Mulch:Trees and shrubs will benefit from an additional layer of mulch to protect their roots in the winter and to conserve moisture. Pull the mulch away from trunks and stems, as the mulch will block gas exchange and hold moisture, resulting in damage to the vascular system under the bark.
Irrigation:Cooler weather means your soils will be holding moisture longer, and the moisture needs of the plants while dormant or not actively growing will be less. Adjust your irrigation to your lawns and shrubs to reflect these conditions. Once the lawn is dormant, an inch of water every two weeks is sufficient, if there has been no rain. Newly planted trees and shrubs will continue to require regular watering throughout the winter. Pay attention to the temperature and the amount of wind your plants receive to determine frequency of watering. Newer plantings will require more frequent attention to watering than more established plantings. Evergreen trees and shrubs will require more frequent watering than deciduous trees and shrubs, since their leaves still loose moisture that will need replacing.
Perennials:Herbaceous perennials, or those that die back to the ground with the first hard freeze, may be cut back after a freeze has “melted” them. These include Katie’s Ruellia, Mexican Bush Sage, Russian Sage, and Copper Canyon Daisy.
Evergreen perennials, such as Salvia greggii, should not be cut back until late February to early March. These can be sheared by 1/3 at that time, or, if they are old and woody, may be “rejuvenative” pruned (pruned to the ground) before new growth starts in the spring.

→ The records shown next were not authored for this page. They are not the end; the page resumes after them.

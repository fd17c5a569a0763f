use clap::{builder::ValueParser, Arg, ArgAction, Command};

pub const ARG_VERBOSITY: &str = "verbosity";
pub const ARG_LOG_JSON: &str = "log-json";

#[must_use]
pub fn validator_log_level() -> ValueParser {
    ValueParser::from(move |level: &str| -> std::result::Result<u8, String> {
        if let Ok(parsed) = level.parse::<u8>() {
            // Successfully parsed as a number
            if parsed <= 5 {
                return Ok(parsed);
            }
        }

        match level.to_lowercase().as_str() {
            "error" => Ok(0),
            "warn" => Ok(1),
            "info" => Ok(2),
            "debug" => Ok(3),
            "trace" => Ok(4),
            _ => Err("invalid log level".to_string()),
        }
    })
}

#[must_use]
pub fn with_args(command: Command) -> Command {
    command
        .arg(
            Arg::new(ARG_VERBOSITY)
                .short('v')
                .long("verbose")
                .help("Verbosity level: ERROR, WARN, INFO, DEBUG, TRACE (default: ERROR)")
                .env("COMPENDIUM_LOG_LEVEL")
                .global(true)
                .action(ArgAction::Count)
                .value_parser(validator_log_level()),
        )
        .arg(
            Arg::new(ARG_LOG_JSON)
                .long(ARG_LOG_JSON)
                .help("Emit logs as JSON lines")
                .env("COMPENDIUM_LOG_JSON")
                .global(true)
                .action(ArgAction::SetTrue),
        )
}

Lantanas and ornamental grasses are best left to be cut back in late February to early March as well, as the above-ground plant parts will provide some insulation to the root system if we have a severe winter. The ornamental grasses are actually quite pretty when they are dormant! Many times Lantana is cut back earlier to make room for winter annuals.

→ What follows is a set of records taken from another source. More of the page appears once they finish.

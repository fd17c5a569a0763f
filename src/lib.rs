//! # Compendium (catalog client session core)
//!
//! `compendium` is the client side of a moderated UI component catalog. Users
//! author snippets, submit them for review, and browse approved entries. This
//! crate holds the part of the client that everything else leans on: keeping a
//! single authoritative session state in sync with a hosted auth provider.
//!
//! ## Session synchronization
//!
//! Three asynchronous sources feed the session:
//!
//! - **Cold start:** the [`session::probe`] looks for a stored session in the
//!   persistent adapter, then the volatile one, and binds the first real
//!   provider client to whichever holds it (persistent by default).
//! - **Provider push events:** one handler per live client maps each event to a
//!   synchronous state transition in [`session::reducer`]. The handler never
//!   awaits; follow-up work (profile fetch) runs in [`profile::loader`].
//! - **User actions:** [`session::SessionStore`] exposes sign-up, sign-in,
//!   password reset/update and sign-out. Signing in with a different
//!   "remember me" choice tears the client down and rebuilds it on the other
//!   storage adapter before authenticating.
//!
//! ## Recovery flow
//!
//! A password-recovery link yields `RecoveryStarted`. The identity refresh that
//! the provider emits after the password update is swallowed so the UI does not
//! treat the recovering user as freshly signed in; callers sign out right after.

pub mod cli;
pub mod config;
pub mod error;
pub mod guard;
pub mod profile;
pub mod provider;
pub mod session;
pub mod storage;

use std::{future::Future, pin::Pin};

#[allow(clippy::doc_markdown, clippy::needless_raw_string_hashes)]
pub mod built_info {
    include!(concat!(env!("OUT_DIR"), "/built.rs"));
}

pub const GIT_COMMIT_HASH: &str = match built_info::GIT_COMMIT_HASH {
    Some(hash) => hash,
    None => "unknown",
};

pub const APP_USER_AGENT: &str = concat!(env!("CARGO_PKG_NAME"), "/", env!("CARGO_PKG_VERSION"),);

/// Boxed future used at every async trait seam so the traits stay object safe.
pub type BoxFuture<'a, T> = Pin<Box<dyn Future<Output = T> + Send + 'a>>;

Vegetables:Plant seeds of spinach, lettuce, mustard, radish, leeks, carrots, rutabaga, parsnips, cilantro and garlic bulbs. Plant asparagus from root crowns and strawberries from plants.
Herbs:All evergreen, winter-hardy herbs will benefit from being planted at this time. Like trees and shrubs, their root systems will grow all winter, and they require less effort on your part to get them established! Rosemary, Sage, Thyme and Winter Savory are examples.

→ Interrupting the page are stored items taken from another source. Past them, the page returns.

//! Route guards over the session store.
//!
//! Both guards block until initialization has finished, so a cold start with
//! a restored session is never bounced to the login page. They are UX only;
//! real access control lives on the backend.

use crate::session::{SessionState, SessionStore};

#[derive(Clone, Debug, Eq, PartialEq)]
pub enum GuardDecision {
    Allow,
    Redirect(String),
}

/// Which side of the login wall a route sits on.
#[derive(Clone, Copy, Debug, Eq, PartialEq)]
pub enum RouteAccess {
    /// Needs a signed-in user; everyone else goes to the login route.
    Protected,
    /// Login and sign-up pages; signed-in users go home.
    GuestOnly,
}

/// Decision for an initialized state. `None` while still uninitialized.
#[must_use]
pub fn decide(
    state: &SessionState,
    access: RouteAccess,
    login_route: &str,
    home_route: &str,
) -> Option<GuardDecision> {
    if !state.is_initialized {
        return None;
    }
    let decision = match (access, state.is_authenticated()) {
        (RouteAccess::Protected, true) | (RouteAccess::GuestOnly, false) => GuardDecision::Allow,
        (RouteAccess::Protected, false) => GuardDecision::Redirect(login_route.to_string()),
        (RouteAccess::GuestOnly, true) => GuardDecision::Redirect(home_route.to_string()),
    };
    Some(decision)
}

async fn guard(store: &SessionStore, access: RouteAccess) -> GuardDecision {
    store.initialize().await;
    store.wait_until_initialized().await;
    let config = store.config();
    decide(
        &store.snapshot(),
        access,
        config.login_route(),
        config.home_route(),
    )
    .unwrap_or_else(|| GuardDecision::Redirect(config.login_route().to_string()))
}

pub async fn require_auth(store: &SessionStore) -> GuardDecision {
    guard(store, RouteAccess::Protected).await
}

pub async fn guest_only(store: &SessionStore) -> GuardDecision {
    guard(store, RouteAccess::GuestOnly).await
}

Annuals:Pansies are a very winter-hardy annual, and will produce blooms all winter long. Plant snapdragons, violas, flowering cabbage and kale, dianthus, cyclamen, alyssum, lobelia, stock and diascia for beautiful winter blooms. (Note: some of these will need to be protected from hard freezes)
Fire Ants: Treat now, after our recent rains, as the ants are closer to the surface of the soil. We like a product called Extinguish Plus:it is a bait that contains a slow acting insecticide and an Insect Growth Regulator. This two-way action prevents rebound of the colony and insures a rapid demise of the colony as well.
Wildflower seeds:With the expectation of winter rains, planting your wildflower seeds now is bound to be a sure success. Most seeds will germinate this winter and shoot their flowers up in the spring!